**What the exercise asks**
From the entries below, copy out all lines holding "Debug".

**Collected data entries**

+-------+

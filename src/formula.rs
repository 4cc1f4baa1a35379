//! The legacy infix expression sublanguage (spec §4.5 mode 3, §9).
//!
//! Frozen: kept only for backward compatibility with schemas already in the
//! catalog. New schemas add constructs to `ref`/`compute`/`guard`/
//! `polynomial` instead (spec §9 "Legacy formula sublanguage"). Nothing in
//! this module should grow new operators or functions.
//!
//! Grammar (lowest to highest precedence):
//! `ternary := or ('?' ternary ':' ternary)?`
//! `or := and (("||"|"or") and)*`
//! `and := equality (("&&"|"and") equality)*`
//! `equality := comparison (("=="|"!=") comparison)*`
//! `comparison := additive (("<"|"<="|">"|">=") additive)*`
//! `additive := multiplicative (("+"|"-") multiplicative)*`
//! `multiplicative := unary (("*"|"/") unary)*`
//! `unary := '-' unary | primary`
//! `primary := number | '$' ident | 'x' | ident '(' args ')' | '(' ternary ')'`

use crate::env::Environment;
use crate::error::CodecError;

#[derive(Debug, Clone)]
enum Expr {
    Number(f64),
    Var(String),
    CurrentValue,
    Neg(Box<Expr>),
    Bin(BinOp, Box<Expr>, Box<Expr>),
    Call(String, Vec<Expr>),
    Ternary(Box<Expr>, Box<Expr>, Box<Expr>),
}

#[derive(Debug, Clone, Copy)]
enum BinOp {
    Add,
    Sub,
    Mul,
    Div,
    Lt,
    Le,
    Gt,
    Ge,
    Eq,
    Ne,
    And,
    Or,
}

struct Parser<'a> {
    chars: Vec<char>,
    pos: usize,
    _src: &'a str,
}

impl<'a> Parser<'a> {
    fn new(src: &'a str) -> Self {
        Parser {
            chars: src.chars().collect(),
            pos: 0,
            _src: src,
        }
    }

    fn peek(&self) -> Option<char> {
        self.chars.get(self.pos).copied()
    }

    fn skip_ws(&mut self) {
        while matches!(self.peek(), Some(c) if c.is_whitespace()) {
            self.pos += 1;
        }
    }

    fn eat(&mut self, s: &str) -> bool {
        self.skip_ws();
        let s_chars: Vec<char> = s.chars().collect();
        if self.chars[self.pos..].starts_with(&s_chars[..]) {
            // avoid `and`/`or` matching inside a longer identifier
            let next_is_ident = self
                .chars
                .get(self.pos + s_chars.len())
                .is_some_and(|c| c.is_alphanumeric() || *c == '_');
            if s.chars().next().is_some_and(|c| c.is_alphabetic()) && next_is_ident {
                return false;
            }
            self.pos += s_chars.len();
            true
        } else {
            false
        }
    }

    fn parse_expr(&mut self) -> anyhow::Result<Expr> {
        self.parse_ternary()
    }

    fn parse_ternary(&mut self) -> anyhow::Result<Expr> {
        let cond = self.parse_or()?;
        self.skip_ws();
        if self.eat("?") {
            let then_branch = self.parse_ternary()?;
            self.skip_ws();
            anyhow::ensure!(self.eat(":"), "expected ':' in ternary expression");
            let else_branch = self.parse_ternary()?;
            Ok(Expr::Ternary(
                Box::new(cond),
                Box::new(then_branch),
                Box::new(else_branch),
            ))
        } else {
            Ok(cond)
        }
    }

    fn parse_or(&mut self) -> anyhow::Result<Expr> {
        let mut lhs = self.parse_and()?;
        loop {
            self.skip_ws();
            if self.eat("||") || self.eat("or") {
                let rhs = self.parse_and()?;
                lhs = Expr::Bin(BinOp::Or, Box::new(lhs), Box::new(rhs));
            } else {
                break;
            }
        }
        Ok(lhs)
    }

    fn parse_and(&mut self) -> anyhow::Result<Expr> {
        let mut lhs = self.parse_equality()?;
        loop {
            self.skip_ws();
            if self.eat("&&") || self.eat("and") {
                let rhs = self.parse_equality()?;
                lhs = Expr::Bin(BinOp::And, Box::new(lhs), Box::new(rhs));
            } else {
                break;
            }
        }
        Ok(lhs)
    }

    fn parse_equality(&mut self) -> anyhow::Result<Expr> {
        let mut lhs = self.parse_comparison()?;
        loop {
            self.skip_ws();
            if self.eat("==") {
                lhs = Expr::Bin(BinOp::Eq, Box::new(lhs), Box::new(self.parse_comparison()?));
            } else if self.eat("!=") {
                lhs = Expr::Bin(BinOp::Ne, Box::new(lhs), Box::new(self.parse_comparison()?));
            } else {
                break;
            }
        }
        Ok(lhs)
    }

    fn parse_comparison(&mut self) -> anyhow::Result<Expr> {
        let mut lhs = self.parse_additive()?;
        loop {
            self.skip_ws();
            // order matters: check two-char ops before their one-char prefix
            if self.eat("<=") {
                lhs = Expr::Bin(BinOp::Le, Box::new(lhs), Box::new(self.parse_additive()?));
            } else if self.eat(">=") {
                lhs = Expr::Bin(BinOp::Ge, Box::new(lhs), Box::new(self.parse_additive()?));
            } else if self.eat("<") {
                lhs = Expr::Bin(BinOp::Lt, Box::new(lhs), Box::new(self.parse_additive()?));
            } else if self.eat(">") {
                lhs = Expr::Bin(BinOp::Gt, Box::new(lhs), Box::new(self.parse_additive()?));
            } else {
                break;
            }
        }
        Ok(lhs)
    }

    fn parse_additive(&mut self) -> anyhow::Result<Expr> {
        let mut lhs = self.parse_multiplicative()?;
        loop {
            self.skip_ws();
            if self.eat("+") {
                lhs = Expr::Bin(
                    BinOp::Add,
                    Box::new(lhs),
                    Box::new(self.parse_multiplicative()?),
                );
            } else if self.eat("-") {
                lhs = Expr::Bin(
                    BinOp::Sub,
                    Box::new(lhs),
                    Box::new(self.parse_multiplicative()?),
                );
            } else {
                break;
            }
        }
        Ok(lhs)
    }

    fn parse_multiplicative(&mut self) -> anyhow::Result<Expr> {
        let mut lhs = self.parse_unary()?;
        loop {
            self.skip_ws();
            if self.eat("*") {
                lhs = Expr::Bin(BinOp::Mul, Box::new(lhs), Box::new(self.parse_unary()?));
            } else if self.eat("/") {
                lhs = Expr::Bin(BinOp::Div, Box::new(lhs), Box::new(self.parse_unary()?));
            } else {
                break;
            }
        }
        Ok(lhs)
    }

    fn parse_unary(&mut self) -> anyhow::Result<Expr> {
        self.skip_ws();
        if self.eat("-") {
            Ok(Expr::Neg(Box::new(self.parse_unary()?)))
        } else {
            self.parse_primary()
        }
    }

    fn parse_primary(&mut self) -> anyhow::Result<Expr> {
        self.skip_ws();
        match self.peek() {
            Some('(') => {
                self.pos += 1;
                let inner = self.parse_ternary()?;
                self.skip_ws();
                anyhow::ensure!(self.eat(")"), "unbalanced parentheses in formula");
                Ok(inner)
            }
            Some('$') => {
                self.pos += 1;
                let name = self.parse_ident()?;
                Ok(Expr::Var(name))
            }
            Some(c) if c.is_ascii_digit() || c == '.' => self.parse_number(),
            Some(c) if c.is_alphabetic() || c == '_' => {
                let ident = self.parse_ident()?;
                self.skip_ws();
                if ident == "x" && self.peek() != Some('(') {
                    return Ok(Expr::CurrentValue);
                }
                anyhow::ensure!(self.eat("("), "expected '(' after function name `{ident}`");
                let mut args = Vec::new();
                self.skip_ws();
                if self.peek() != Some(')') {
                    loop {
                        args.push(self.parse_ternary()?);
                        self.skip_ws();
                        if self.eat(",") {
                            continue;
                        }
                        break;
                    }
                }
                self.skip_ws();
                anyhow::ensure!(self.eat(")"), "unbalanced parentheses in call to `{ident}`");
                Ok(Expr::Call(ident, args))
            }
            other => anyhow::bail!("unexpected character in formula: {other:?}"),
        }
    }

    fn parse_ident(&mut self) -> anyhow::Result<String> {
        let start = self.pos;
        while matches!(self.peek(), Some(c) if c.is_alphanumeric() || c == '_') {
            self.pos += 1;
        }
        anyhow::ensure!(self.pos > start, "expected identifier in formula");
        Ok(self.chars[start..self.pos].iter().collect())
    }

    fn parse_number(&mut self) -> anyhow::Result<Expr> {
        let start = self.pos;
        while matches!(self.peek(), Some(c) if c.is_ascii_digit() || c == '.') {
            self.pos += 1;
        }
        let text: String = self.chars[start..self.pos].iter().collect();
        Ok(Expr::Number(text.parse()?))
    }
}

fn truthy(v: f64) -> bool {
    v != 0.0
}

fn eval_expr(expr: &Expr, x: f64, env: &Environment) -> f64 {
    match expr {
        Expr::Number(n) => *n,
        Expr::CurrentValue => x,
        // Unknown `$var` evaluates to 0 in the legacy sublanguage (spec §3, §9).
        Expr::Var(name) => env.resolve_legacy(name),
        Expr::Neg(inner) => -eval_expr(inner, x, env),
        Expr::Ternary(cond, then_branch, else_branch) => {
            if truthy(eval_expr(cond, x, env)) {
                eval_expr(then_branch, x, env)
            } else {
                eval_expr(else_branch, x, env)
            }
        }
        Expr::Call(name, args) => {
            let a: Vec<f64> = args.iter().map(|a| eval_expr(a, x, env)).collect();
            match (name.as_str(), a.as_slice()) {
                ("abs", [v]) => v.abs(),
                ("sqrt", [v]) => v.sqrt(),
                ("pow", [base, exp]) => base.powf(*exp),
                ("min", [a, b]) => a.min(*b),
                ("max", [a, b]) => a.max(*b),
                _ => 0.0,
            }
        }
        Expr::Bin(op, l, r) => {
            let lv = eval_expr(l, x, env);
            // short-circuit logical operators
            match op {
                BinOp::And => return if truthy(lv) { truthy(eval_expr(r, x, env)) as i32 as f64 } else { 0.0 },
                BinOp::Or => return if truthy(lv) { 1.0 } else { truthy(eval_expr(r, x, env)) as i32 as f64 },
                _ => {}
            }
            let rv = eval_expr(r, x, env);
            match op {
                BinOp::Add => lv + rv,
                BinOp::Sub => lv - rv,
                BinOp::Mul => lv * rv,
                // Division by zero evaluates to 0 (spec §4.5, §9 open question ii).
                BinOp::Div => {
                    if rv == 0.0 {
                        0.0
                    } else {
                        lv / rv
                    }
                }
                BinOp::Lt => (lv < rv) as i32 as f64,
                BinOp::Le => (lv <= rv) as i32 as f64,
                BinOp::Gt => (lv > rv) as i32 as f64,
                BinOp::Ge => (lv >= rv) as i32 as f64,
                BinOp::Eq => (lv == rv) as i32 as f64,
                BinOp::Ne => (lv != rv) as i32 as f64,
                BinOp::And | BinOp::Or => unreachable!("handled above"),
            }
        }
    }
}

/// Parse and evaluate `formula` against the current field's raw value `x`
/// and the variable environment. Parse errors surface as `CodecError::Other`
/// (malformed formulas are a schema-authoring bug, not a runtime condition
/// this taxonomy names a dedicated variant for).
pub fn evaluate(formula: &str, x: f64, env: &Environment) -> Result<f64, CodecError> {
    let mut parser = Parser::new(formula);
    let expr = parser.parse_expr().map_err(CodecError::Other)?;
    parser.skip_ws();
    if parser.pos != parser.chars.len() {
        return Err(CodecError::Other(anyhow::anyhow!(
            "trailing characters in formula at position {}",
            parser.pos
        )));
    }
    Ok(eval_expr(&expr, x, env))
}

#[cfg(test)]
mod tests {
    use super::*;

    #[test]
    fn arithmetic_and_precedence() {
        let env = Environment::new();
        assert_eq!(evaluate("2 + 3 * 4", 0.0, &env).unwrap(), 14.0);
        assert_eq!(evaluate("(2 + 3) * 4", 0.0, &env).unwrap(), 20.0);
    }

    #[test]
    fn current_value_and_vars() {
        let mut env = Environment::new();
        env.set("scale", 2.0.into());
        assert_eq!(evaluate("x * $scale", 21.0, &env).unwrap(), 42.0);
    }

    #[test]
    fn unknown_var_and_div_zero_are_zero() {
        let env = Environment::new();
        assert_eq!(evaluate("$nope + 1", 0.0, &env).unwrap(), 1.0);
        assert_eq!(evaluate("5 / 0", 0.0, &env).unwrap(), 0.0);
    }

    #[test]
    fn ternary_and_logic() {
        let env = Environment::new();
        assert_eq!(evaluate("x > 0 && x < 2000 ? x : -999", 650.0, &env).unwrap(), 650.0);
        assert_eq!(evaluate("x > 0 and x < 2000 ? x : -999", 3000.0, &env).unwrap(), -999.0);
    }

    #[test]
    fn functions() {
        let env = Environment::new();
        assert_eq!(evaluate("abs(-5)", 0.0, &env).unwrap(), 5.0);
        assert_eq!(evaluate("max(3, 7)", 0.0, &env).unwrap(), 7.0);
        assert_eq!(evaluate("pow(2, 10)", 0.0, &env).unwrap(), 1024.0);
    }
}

+-------+

**Worked solution**
#[derive(Debug, Clone)]
#[derive(Debug, Clone, Copy)]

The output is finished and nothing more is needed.